Blaming and excessively criticizing others to shore up an extraordinarily vulnerable ego, they keep others at a distance that renders any true intimacy impossible. The way they "set things up" in relationships, particularly intimate relationships, makes their self-created dilemma unsolvable. And if they're married, they can be expected to be especially hard on their spouse.

Recall that they need somehow to see themselves as perfect, for they can't perceive anything less than that as good enough for the critical parent they've internalized (who's now "immortalized" inside their own head). Consequently, they're made extremely uncomfortable whenever their mate--implicitly viewed as an extension, or reflection, of their idealized self--reveals an imperfection or makes a mistake. In that moment they experience an irresistible urge to dis-identify themselves from their partner, for their partner is now inextricably linked to parental disapproval and rejection. At such times, they can be extremely unkind--and yes, even brutal--in how they react to them.

In attempting to avoid any resurgence of the acute pain they once felt with their non-nurturant caretakers, they succeed only in muting--or burying--this pain. 

So it seems that these critics are more to be pitied than feared!

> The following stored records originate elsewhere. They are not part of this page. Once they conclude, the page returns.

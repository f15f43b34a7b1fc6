//! The authoritative replication role.
//!
//! An [`Authority`] owns the canonical [`Game`], the tick loop and the
//! [`Referee`]. Every action it applies, whatever its origin (client, system,
//! schedule or reaction), goes through [`Authority::dispatch`]: augmented,
//! applied, logged and broadcast, in that order, one at a time. Mirrors that
//! apply the broadcast stream in order therefore reach the same state.
//!
//! The authority does no I/O. Outgoing messages collect in an outbox of
//! [`Envelope`]s that the transport drains after each call.

use std::collections::VecDeque;
use std::sync::Arc;

use arena_ecs::prelude::*;
use tracing::{debug, info, warn};

use crate::action::{Action, PlayerDescriptor};
use crate::config::RulesConfig;
use crate::game::Game;
use crate::log::ActionLog;
use crate::map::TileMap;
use crate::protocol::{self, ClientFrame};
use crate::reducer;
use crate::rules::{self, Referee};
use crate::state::GameState;
use crate::tick::{ActionBuffer, TickConfig, TickLoop};

/// An outgoing action and who should receive it.
#[derive(Debug, Clone, PartialEq)]
pub enum Envelope {
    /// Every connected mirror, including the originator.
    Broadcast(Action),
    /// A single connection.
    To(EntityId, Action),
}

pub struct Authority {
    game: Game,
    tick_loop: TickLoop,
    referee: Referee,
    connections: Vec<EntityId>,
    outbox: Vec<Envelope>,
    log: ActionLog,
}

impl Authority {
    /// A new authority with the standard rule systems installed. Call
    /// [`start`](Self::start) to load the map.
    pub fn new(map: Arc<TileMap>, tick: TickConfig, rules: RulesConfig) -> Self {
        let mut tick_loop = TickLoop::new(tick);
        rules::install_systems(&mut tick_loop);
        let log = ActionLog::new(rules.checkpoint_interval_ticks);
        Self {
            game: Game::new(map),
            tick_loop,
            referee: Referee::new(rules),
            connections: Vec::new(),
            outbox: Vec::new(),
            log,
        }
    }

    /// Replace the action log, e.g. with [`ActionLog::disabled`].
    pub fn with_log(mut self, log: ActionLog) -> Self {
        self.log = log;
        self
    }

    /// Begin a game: dispatch `INIT_GAME` for everyone currently connected.
    pub fn start(&mut self, started_at_ms: u64) {
        info!(players = self.connections.len(), "starting game");
        self.dispatch(Action::InitGame {
            players: self.connections.clone(),
            started_at_ms: Some(started_at_ms),
        });
    }

    // -- connection lifecycle ----------------------------------------------

    /// A mirror connected as `id` with display name `name`.
    ///
    /// The newcomer first gets a direct `INIT_GAME` carrying the current
    /// roster and start time (plus removals for map pickups already taken),
    /// then everyone gets the `PLAYER_JOIN` and a `SYNC_ALL_PLAYERS`, and
    /// finally the newcomer gets the positions, held inputs and health of live
    /// players.
    /// Other players' ammunition is not replayed and may differ on the
    /// newcomer until they respawn.
    pub fn connect(&mut self, id: EntityId, name: impl Into<String>) {
        let name = name.into();
        if self.connections.contains(&id) {
            warn!(player = %id, "duplicate connection id, ignoring");
            return;
        }
        info!(player = %id, %name, "player connected");
        self.connections.push(id.clone());

        let state = self.game.state();
        let bootstrap = Action::InitGame {
            players: state.roster.clone(),
            started_at_ms: Some(state.started_at_ms),
        };
        let fresh = reducer::reduce(GameState::new(), &bootstrap, self.game.map());
        let taken: Vec<EntityId> = fresh
            .entities
            .group(ComponentKind::Pickup)
            .filter(|p| !state.entities.contains(p.id.as_str()))
            .map(|p| p.id.clone())
            .collect();
        self.outbox.push(Envelope::To(id.clone(), bootstrap));
        for pickup in taken {
            self.outbox
                .push(Envelope::To(id.clone(), Action::RemoveEntity { id: pickup }));
        }

        self.dispatch(Action::PlayerJoin {
            player: PlayerDescriptor::new(id.clone(), name),
        });
        let resync = self.game.state().sync_all_players();
        self.dispatch(resync);

        // The roster sync spawns live players at the origin with idle input on
        // the newcomer; replay where they are, what they hold and their health.
        let mut catch_up = Vec::new();
        for e in self.game.state().entities.group(ComponentKind::Player) {
            if e.ghost.is_some() || e.id == id {
                continue;
            }
            if let Some(health) = e.health.filter(|h| h.hp < h.max_hp) {
                catch_up.push(Action::HitPlayer {
                    id: e.id.clone(),
                    hp: health.hp,
                });
            }
            if let Some(controller) = &e.controller {
                for (input, value) in &controller.input {
                    if value.is_active() {
                        catch_up.push(Action::SetInput {
                            id: e.id.clone(),
                            input: input.clone(),
                            value: *value,
                        });
                    }
                }
            }
            catch_up.push(Action::sync_player(e));
        }
        for action in catch_up {
            self.outbox.push(Envelope::To(id.clone(), action));
        }
    }

    /// The connection `id` is gone.
    pub fn disconnect(&mut self, id: &EntityId) {
        if !self.connections.contains(id) {
            return;
        }
        info!(player = %id, "player disconnected");
        self.connections.retain(|c| c != id);
        self.dispatch(Action::PlayerLeave { id: id.clone() });
    }

    /// An action submitted by connection `sender`.
    pub fn receive(&mut self, sender: &EntityId, action: Action) {
        if let Some(admitted) = self.referee.admit(self.game.state(), sender, action) {
            self.dispatch(admitted);
        }
    }

    /// A raw client frame from `sender`. Malformed input is logged and dropped.
    pub fn receive_frame(&mut self, sender: &EntityId, text: &str) {
        let frame = match ClientFrame::parse(text) {
            Ok(frame) => frame,
            Err(err) => {
                warn!(player = %sender, error = %err, "dropping malformed frame");
                return;
            }
        };
        match frame {
            ClientFrame::Join { .. } => {
                debug!(player = %sender, "join frame after connect, ignoring");
            }
            ClientFrame::Dispatch(payload) => match protocol::decode_value(payload) {
                Ok(Some(action)) => self.receive(sender, action),
                Ok(None) => {}
                Err(err) => warn!(player = %sender, error = %err, "dropping malformed action"),
            },
        }
    }

    // -- simulation --------------------------------------------------------

    /// Run one fixed tick: scheduled actions, then systems.
    pub fn tick(&mut self) {
        let tick = self.tick_loop.tick_count();
        let actions = self
            .tick_loop
            .tick(self.game.state(), self.referee.rules());
        for action in actions {
            if self.referee.confirm(self.game.state(), &action) {
                self.dispatch(action);
            } else {
                debug!(kind = action.kind(), "dropping outdated action");
            }
        }
        self.log.checkpoint(tick + 1, self.game.state());
    }

    /// Apply and broadcast `action` plus any immediate reactions, in order.
    pub fn dispatch(&mut self, action: Action) {
        let mut queue = VecDeque::from([action]);
        while let Some(action) = queue.pop_front() {
            let action = self.referee.augment(self.game.state(), action);
            if matches!(action, Action::InitGame { .. }) {
                self.tick_loop.clear_schedule();
            }
            self.game.dispatch(&action);
            self.log.record(self.tick_loop.tick_count(), &action);

            let mut reactions = ActionBuffer::new();
            self.referee.react(
                self.game.state(),
                &action,
                self.tick_loop.fixed_dt(),
                &mut reactions,
            );
            self.outbox.push(Envelope::Broadcast(action));

            let (now, later) = reactions.into_parts();
            for (delay, deferred) in later {
                self.tick_loop.schedule_after(delay, deferred);
            }
            queue.extend(now);
        }
    }

    /// Take every message queued since the last call, in send order.
    pub fn drain_outbox(&mut self) -> Vec<Envelope> {
        std::mem::take(&mut self.outbox)
    }

    // -- accessors ----------------------------------------------------------

    pub fn state(&self) -> &GameState {
        self.game.state()
    }

    pub fn connections(&self) -> &[EntityId] {
        &self.connections
    }

    pub fn tick_count(&self) -> u64 {
        self.tick_loop.tick_count()
    }

    pub fn tick_loop(&self) -> &TickLoop {
        &self.tick_loop
    }

    pub fn log(&self) -> &ActionLog {
        &self.log
    }
}

// ---------------------------------------------------------------------------
// Tests
// ---------------------------------------------------------------------------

“It's easy to attack and destroy an act of creation. It's a lot more difficult to perform one.” 

― Chuck Palahniuk



Criticism, like rain, should be gentle enough to nourish a man’s growth without destroying his roots.
Frank A. Clark
It is not the critic who counts; not the man who points out how the strong man stumbles, or where the doer of deeds could have done them better. The credit belongs to the man who is actually in the arena, whose face is marred by dust and sweat and blood, who strives valiantly; who errs and comes short again and again; because there is not effort without error and shortcomings; but who does actually strive to do the deed; who knows the great enthusiasm, the great devotion, who spends himself in a worthy cause, who at the best knows in the end the triumph of high achievement and who at the worst, if he fails, at least he fails while daring greatly. So that his place shall never be with those cold and timid souls who know neither victory nor defeat.